Mantendo as emoções sob controle, Ebongue continua a fazer perguntas. O feiticeiro diz receber até quatro clientes por semana em períodos de maior movimento, e que todos os tipos de pessoas pedem por “poções de albinos” – de fazendeiros esperando por uma melhor colheita a mulheres tentando seduzir homens brancos.
“Você está ciente do fato de que o número de albinos está diminuindo e que não é certo matar humanos para fazer sacrifícios?”, pergunta Ebongue.
“As pessoas vão em busca de dinheiro. Elas matam albinos não pelo prazer de matá-los mas para ganhar dinheiro”, rebate o feiticeiro.
“Você não tem medo de que um dia a polícia bata à sua porta por causa dos rituais que você realiza com humanos?”, pergunta
“O que a polícia quer? Dinheiro. Se um dia baterem à minha porta, vamos negociar”.
Depois de uma sabatina que dura em torno de uma hora regada a alguns copos de vinho, os visitantes deixam o local.
“A única coisa que eu queria era sair dali”, confessa Ebongue.
E toda vez que assiste novamente ao vídeo, fica furioso.
“Cada vez que eu assisto à entrevista, fico chocado e me pergunto por que não reagi”, diz ele.
Se ele pudesse voltar, ele faria tudo diferente. “Eu perguntaria a ele se ele está iludindo as pessoas.
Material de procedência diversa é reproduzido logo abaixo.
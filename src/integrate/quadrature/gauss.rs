//! Gaussian quadrature methods.
//!
//! The two-point Gauss-Legendre rule samples at ±√3/3 on [-1, 1] with unit
//! weights and integrates cubics exactly. [`gauss_adaptive`] applies it
//! recursively until one-panel and two-panel estimates agree.

use log::{debug, warn};

use super::adaptive::{AdaptiveMethod, AdaptiveOptions, AdaptiveResult};

/// Positive node of the two-point Gauss-Legendre rule on [-1, 1] (√3/3).
pub const GAUSS2_NODE: f64 = 0.577_350_269_189_625_7;

/// Two-point Gauss-Legendre quadrature over [a, b].
///
/// Maps the nodes ±√3/3 from [-1, 1] onto [a, b] with the affine change of
/// variables `x = (a + b)/2 + (b - a)/2 · t`. Costs exactly two evaluations.
///
/// # Example
///
/// ```
/// use nanalysis::integrate::gauss2;
///
/// // Exact for cubics
/// let result = gauss2(|x: f64| x.powi(3) + x, 0.0, 2.0);
/// assert!((result - 6.0).abs() < 1e-12);
/// ```
pub fn gauss2<F>(f: F, a: f64, b: f64) -> f64
where
    F: Fn(f64) -> f64,
{
    let mid = (a + b) / 2.0;
    let half_width = (b - a) / 2.0;
    half_width * (f(mid - half_width * GAUSS2_NODE) + f(mid + half_width * GAUSS2_NODE))
}

/// Running state of the adaptive recursion, threaded by value.
#[derive(Debug, Clone, Copy, Default)]
struct GaussTally {
    sum: f64,
    neval: usize,
    steps: usize,
    max_level: usize,
    exhausted: usize,
}

/// Adaptive two-point Gaussian quadrature.
///
/// At each node, compares the one-panel estimate over [a, b] with the sum of
/// the estimates over the two halves. If they agree to within `tol` the
/// two-panel value is accepted; otherwise both halves are refined
/// recursively, the left before the right. Every node costs six evaluations.
///
/// # Arguments
///
/// * `f` - Function to integrate
/// * `a` - Lower bound
/// * `b` - Upper bound
/// * `options` - Tolerance and maximum depth; see [`AdaptiveOptions::gauss`]
///
/// # Depth exhaustion
///
/// A node deeper than `max_depth` contributes nothing: its two-panel estimate
/// is discarded and the remaining branches carry on. Each such branch is
/// logged at debug level and a single warning summarizes them. The result
/// then has `converged = false`.
///
/// # Example
///
/// ```
/// use nanalysis::integrate::{gauss_adaptive, AdaptiveOptions};
///
/// let result = gauss_adaptive(|x: f64| x * x, 0.0, 3.0, &AdaptiveOptions::gauss());
/// assert!((result.integral - 9.0).abs() < 1e-7);
/// assert!(result.converged);
/// ```
pub fn gauss_adaptive<F>(f: F, a: f64, b: f64, options: &AdaptiveOptions) -> AdaptiveResult
where
    F: Fn(f64) -> f64,
{
    let tally = gauss_refine(&f, a, b, 0, GaussTally::default(), options);

    if tally.exhausted > 0 {
        warn!(
            "gauss_adaptive: max depth {} reached on {} subinterval(s) of [{}, {}]; \
             their contributions were dropped",
            options.max_depth, tally.exhausted, a, b
        );
    } else {
        debug!(
            "gauss_adaptive: converged on [{}, {}] with {} evaluations, max level {}",
            a, b, tally.neval, tally.max_level
        );
    }

    AdaptiveResult {
        integral: tally.sum,
        neval: tally.neval,
        steps: tally.steps,
        max_level: tally.max_level,
        converged: tally.exhausted == 0,
        method: AdaptiveMethod::Gauss,
        max_depth: options.max_depth,
    }
}

fn gauss_refine<F>(
    f: &F,
    a: f64,
    b: f64,
    level: usize,
    tally: GaussTally,
    options: &AdaptiveOptions,
) -> GaussTally
where
    F: Fn(f64) -> f64,
{
    let level = level + 1;

    let one = gauss2(f, a, b);
    let c = (a + b) / 2.0;
    let two = gauss2(f, a, c) + gauss2(f, c, b);

    let tally = GaussTally {
        neval: tally.neval + 6,
        steps: tally.steps + 1,
        max_level: tally.max_level.max(level),
        ..tally
    };

    if level > options.max_depth {
        debug!("gauss_adaptive: max depth reached on [{}, {}]", a, b);
        GaussTally {
            exhausted: tally.exhausted + 1,
            ..tally
        }
    } else if (one - two).abs() < options.tol {
        GaussTally {
            sum: tally.sum + two,
            ..tally
        }
    } else {
        let left = gauss_refine(f, a, c, level, tally, options);
        gauss_refine(f, c, b, level, left, options)
    }
}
Seria mais ofensivo, mais agressivo”.
Em vez de obter uma resposta à pergunta sobre por que pessoas como ele são perseguidas em Camarões, tudo o que ele encontrou foi um homem disposto a ganhar dinheiro.
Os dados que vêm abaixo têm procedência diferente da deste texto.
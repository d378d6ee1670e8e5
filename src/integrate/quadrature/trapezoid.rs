//! Trapezoidal rule for numerical integration.
//!
//! The trapezoidal rule uses linear interpolation between sample points,
//! achieving O(h²) accuracy for smooth functions.

/// Integrate using a single trapezoid over [a, b].
///
/// Computes `(b - a) / 2 * (f(a) + f(b))`. Exact for linear functions.
///
/// # Example
///
/// ```
/// use nanalysis::integrate::trapezoid;
///
/// let result = trapezoid(|x: f64| 2.0 * x + 1.0, 0.0, 2.0);
/// assert!((result - 6.0).abs() < 1e-12);
/// ```
pub fn trapezoid<F>(f: F, a: f64, b: f64) -> f64
where
    F: Fn(f64) -> f64,
{
    (b - a) / 2.0 * (f(a) + f(b))
}

/// Integrate using the composite trapezoidal rule over `n` equal panels.
///
/// Evaluates the target function at the `n + 1` panel edges.
///
/// # Arguments
///
/// * `f` - Function to integrate
/// * `a` - Lower bound of integration
/// * `b` - Upper bound of integration
/// * `n` - Number of panels
///
/// Neither the bounds nor `n` are validated: `b < a` gives the negated
/// integral and `n = 0` gives a non-finite result.
///
/// # Example
///
/// ```
/// use nanalysis::integrate::trapezoid_composite;
///
/// let result = trapezoid_composite(|x: f64| x.sin(), 0.0, std::f64::consts::PI, 100);
/// assert!((result - 2.0).abs() < 1e-3);
/// ```
pub fn trapezoid_composite<F>(f: F, a: f64, b: f64, n: usize) -> f64
where
    F: Fn(f64) -> f64,
{
    let h = (b - a) / n as f64;
    let interior: f64 = (1..n).map(|i| f(a + i as f64 * h)).sum();
    h / 2.0 * (f(a) + 2.0 * interior + f(b))
}
//! Finite-difference approximations of derivatives.
//!
//! Every formula samples the target function at a handful of points spaced
//! `h` apart and combines the samples with fixed weights. There is no step
//! size selection and no error control: the caller picks `h`.
//!
//! | Function | Derivative | Samples | Accuracy |
//! |----------|------------|---------|----------|
//! | [`forward_difference`] | f' | 2 | O(h) |
//! | [`three_point_endpoint`] | f' | 3 | O(h²) |
//! | [`three_point_midpoint`] | f' | 2 | O(h²) |
//! | [`five_point_endpoint`] | f' | 5 | O(h⁴) |
//! | [`five_point_midpoint`] | f' | 4 | O(h⁴) |
//! | [`second_derivative_midpoint`] | f'' | 3 | O(h²) |
//!
//! Shrinking `h` reduces truncation error until cancellation in the
//! numerator takes over; [`DEFAULT_STEP`] is a reasonable starting point for
//! well-scaled functions.

mod finite_difference;

pub use finite_difference::{
    DEFAULT_STEP, Stencil, five_point_endpoint, five_point_midpoint, forward_difference,
    second_derivative_midpoint, three_point_endpoint, three_point_midpoint,
};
Ebongue agora quer parar de falar sobre as superstições e começar a discutir os problemas reais do albinismo: saúde e educação.
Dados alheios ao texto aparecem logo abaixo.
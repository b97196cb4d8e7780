pub mod ranking;
pub mod reveal;
pub mod room;
pub mod scoring;
mod sse;
pub mod state_machine;
pub mod transitions;

use std::{sync::Arc, time::SystemTime};

use tokio::sync::{RwLock, watch};
use tracing::debug;
use uuid::Uuid;

use crate::{
    catalog::ThemeCatalog,
    config::AppConfig,
    dao::room_store::RoomStore,
    error::ServiceError,
    state::{
        room::{Guess, Room},
        state_machine::{RoomAction, RoomPhase},
        transitions::{ActionEnv, ActionPayload, apply_action, transition_for},
    },
};

pub use self::sse::{RoomHubs, SseHub};
pub use self::state_machine::{ApplyError, Plan, PlanError};

pub type SharedState = Arc<AppState>;

const ROOM_EVENT_CAPACITY: usize = 16;

/// Phase and version of a room right after a committed write.
#[derive(Debug, Clone, Copy, PartialEq, Eq)]
pub struct CommitOutcome {
    /// Phase after the write.
    pub phase: RoomPhase,
    /// Version after the write.
    pub version: u64,
}

/// Central application state storing the storage handle, the catalog and the SSE hubs.
pub struct AppState {
    room_store: RwLock<Option<Arc<dyn RoomStore>>>,
    hubs: RoomHubs,
    catalog: ThemeCatalog,
    config: AppConfig,
    degraded: watch::Sender<bool>,
}

impl AppState {
    /// Construct a new [`AppState`] wrapped in an [`Arc`] so it can be cloned cheaply.
    ///
    /// The application starts in degraded mode until a storage backend is installed.
    pub fn new(config: AppConfig) -> SharedState {
        let (degraded_tx, _rx) = watch::channel(true);
        Arc::new(Self {
            room_store: RwLock::new(None),
            hubs: RoomHubs::new(ROOM_EVENT_CAPACITY),
            catalog: ThemeCatalog::with_extra(config.extra_themes().to_vec()),
            config,
            degraded: degraded_tx,
        })
    }

    /// Obtain a handle to the current room store, if one is installed.
    pub async fn room_store(&self) -> Option<Arc<dyn RoomStore>> {
        let guard = self.room_store.read().await;
        guard.as_ref().cloned()
    }

    /// Current room store, or [`ServiceError::Degraded`] when none is installed.
    pub async fn require_room_store(&self) -> Result<Arc<dyn RoomStore>, ServiceError> {
        self.room_store().await.ok_or(ServiceError::Degraded)
    }

    /// Install a new room store implementation and leave degraded mode.
    pub async fn install_room_store(&self, store: Arc<dyn RoomStore>) {
        {
            let mut guard = self.room_store.write().await;
            *guard = Some(store);
        }
        self.set_degraded(false);
    }

    /// Remove the current room store and enter degraded mode.
    pub async fn clear_room_store(&self) {
        {
            let mut guard = self.room_store.write().await;
            guard.take();
        }
        self.set_degraded(true);
    }

    /// Current degraded flag.
    pub fn is_degraded(&self) -> bool {
        *self.degraded.borrow()
    }

    /// Subscribe to degraded mode updates.
    pub fn degraded_watcher(&self) -> watch::Receiver<bool> {
        self.degraded.subscribe()
    }

    /// Theme registry.
    pub fn catalog(&self) -> &ThemeCatalog {
        &self.catalog
    }

    /// Runtime configuration.
    pub fn config(&self) -> &AppConfig {
        &self.config
    }

    /// Per-room broadcast hubs feeding the SSE streams.
    pub fn hubs(&self) -> &RoomHubs {
        &self.hubs
    }

    /// Update and broadcast the degraded flag when the value changes.
    ///
    /// The installed store is kept; the supervisor flags it while reconnecting.
    pub fn set_degraded(&self, value: bool) {
        self.degraded.send_if_modified(|current| {
            if *current == value {
                return false;
            }
            *current = value;
            true
        });
    }

    /// Load room `code` or fail with [`ServiceError::NotFound`].
    pub async fn load_room(&self, code: &str) -> Result<Room, ServiceError> {
        let store = self.require_room_store().await?;
        fetch_room(store.as_ref(), code).await
    }

    /// Run `action` against the latest persisted value of room `code`.
    ///
    /// The room is re-read and the action re-validated whenever a concurrent write slips in
    /// between the read and the conditional write. Guesses skip the conditional write and go
    /// through [`RoomStore::record_guess`], which stores the row before moving the version.
    pub async fn run_transition(
        &self,
        code: &str,
        caller: Uuid,
        action: RoomAction,
        payload: &ActionPayload,
    ) -> Result<CommitOutcome, ServiceError> {
        let store = self.require_room_store().await?;
        let transition = transition_for(action);
        let mut retries = CommitRetries::new(self.config.commit_attempts());

        loop {
            let mut room = fetch_room(store.as_ref(), code).await?;
            if !retries.admit(&room) {
                break;
            }
            let expected = room.version;

            let round_guesses: Vec<Guess> = if transition.reads_ledger {
                store
                    .list_guesses(code.to_owned(), Some(room.current_round))
                    .await?
                    .into_iter()
                    .map(Guess::from)
                    .collect()
            } else {
                Vec::new()
            };

            let now = SystemTime::now();
            let env = ActionEnv {
                catalog: &self.catalog,
                premium_unlocked: self.config.premium_unlocked(),
                now,
            };
            let guess = apply_action(&mut room, action, caller, payload, env, &round_guesses)?;

            if let Some(guess) = guess {
                if let Some(version) = store.record_guess(guess.into(), now).await? {
                    return Ok(CommitOutcome {
                        phase: room.phase,
                        version,
                    });
                }
                debug!(room = %code, attempt = retries.attempts, "guess no longer accepted; re-reading");
                continue;
            }

            let outcome = CommitOutcome {
                phase: room.phase,
                version: room.version,
            };
            if store.replace_room(room.into(), expected).await? {
                return Ok(outcome);
            }

            debug!(room = %code, action = ?action, attempt = retries.attempts, "room changed concurrently; re-reading");
        }

        Err(ServiceError::Conflict(
            "the room changed while the action was applied; refresh and retry".into(),
        ))
    }

    /// Apply a non-state-machine write to room `code` with the same optimistic retry loop.
    ///
    /// `mutate` runs against a fresh copy on every attempt; the version bump is done here.
    pub async fn update_room<T, F>(
        &self,
        code: &str,
        mut mutate: F,
    ) -> Result<(T, CommitOutcome), ServiceError>
    where
        T: Send,
        F: FnMut(&mut Room) -> Result<T, ServiceError> + Send,
    {
        let store = self.require_room_store().await?;
        let mut retries = CommitRetries::new(self.config.commit_attempts());

        loop {
            let mut room = fetch_room(store.as_ref(), code).await?;
            if !retries.admit(&room) {
                break;
            }
            let expected = room.version;

            let value = mutate(&mut room)?;
            room.bump_version(SystemTime::now());
            let outcome = CommitOutcome {
                phase: room.phase,
                version: room.version,
            };

            if store.replace_room(room.into(), expected).await? {
                return Ok((value, outcome));
            }

            debug!(room = %code, attempt = retries.attempts, "room changed concurrently; re-reading");
        }

        Err(ServiceError::Conflict(
            "the room changed while it was being updated; refresh and retry".into(),
        ))
    }
}

/// Upper bound on re-reads that do not count against the configured attempts.
const MAX_FREE_RETRIES: u32 = 32;

/// Phase, round and open rank of a room.
type Cursor = (RoomPhase, u32, Option<u8>);

/// Re-read budget of one optimistic write.
///
/// Losing to a write that left the room on the same phase, round and rank (a guess, a join, a
/// presence refresh) costs nothing; the caller's checks still hold on the fresh copy. Only
/// re-reads that find the room moved on spend one of the configured attempts.
struct CommitRetries {
    attempts: u32,
    max_attempts: u32,
    free: u32,
    previous: Option<Cursor>,
}

impl CommitRetries {
    fn new(max_attempts: u32) -> Self {
        Self {
            attempts: 0,
            max_attempts,
            free: 0,
            previous: None,
        }
    }

    /// Account for a fresh read of `room`. Returns `false` once the budget is spent.
    fn admit(&mut self, room: &Room) -> bool {
        let cursor = (room.phase, room.current_round, room.current_guess_rank);
        let unchanged = self.previous.replace(cursor) == Some(cursor);
        if unchanged && self.free < MAX_FREE_RETRIES {
            self.free += 1;
            return true;
        }
        self.attempts += 1;
        self.attempts <= self.max_attempts
    }
}

async fn fetch_room(store: &dyn RoomStore, code: &str) -> Result<Room, ServiceError> {
    store
        .find_room(code.to_owned())
        .await?
        .map(Room::from)
        .ok_or_else(|| ServiceError::NotFound("room not found".into()))
}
O maior vilão é o sol ─ as Nações Unidas dizem que na África muitas pessoas com albinismo morrem de câncer de pele entre as idades de 30 e 40 anos. O problema é agravado pelo fato de que muitos trabalham ao ar livre em empregos inferiores, já que, sem poder ver, abandonaram a escola.
Graças à generosa doação de 11 mil euros (R$ 44 mil) de um italiano, Ebongue conseguiu montar a biblioteca que tanto sonhava quando criança.
Na Biblioteca Le Pavillon Blanc, na maior cidade de Camarões, Douala, pessoas com deficiência visual podem ler livremente com a ajuda de lupas e outros utensílios. Cerca de 70 pessoas já se afiliaram à biblioteca, muitas das quais têm albinismo. Elas ainda têm de pagar uma pequena taxa – mas Ebongue espera que o governo subsidie seu projeto em breve.
Seu objetivo é ajudar pessoas com albinismo a tornarem-se bem sucedidas.
Ele ensina italiano e apresenta podcasts para uma rádio online chamada Cameroon Voice, mas dedica a maior parte de seu tempo e energia à biblioteca.
Ele viaja aos Camarões regularmente para supervisionar o projeto e visitar sua família, que não teve autorização para emigrar para a Itália. Depois de seis anos de espera, seu casamento ruiu. Mas Ebongue diz não se sentir mal por isso.
“No fim das contas, minha história tem um final feliz. Fui para a escola, tenho um emprego, fui casado, tenho filhos”, diz ele. “Há muitas pessoas que não tem a mesma sorte”.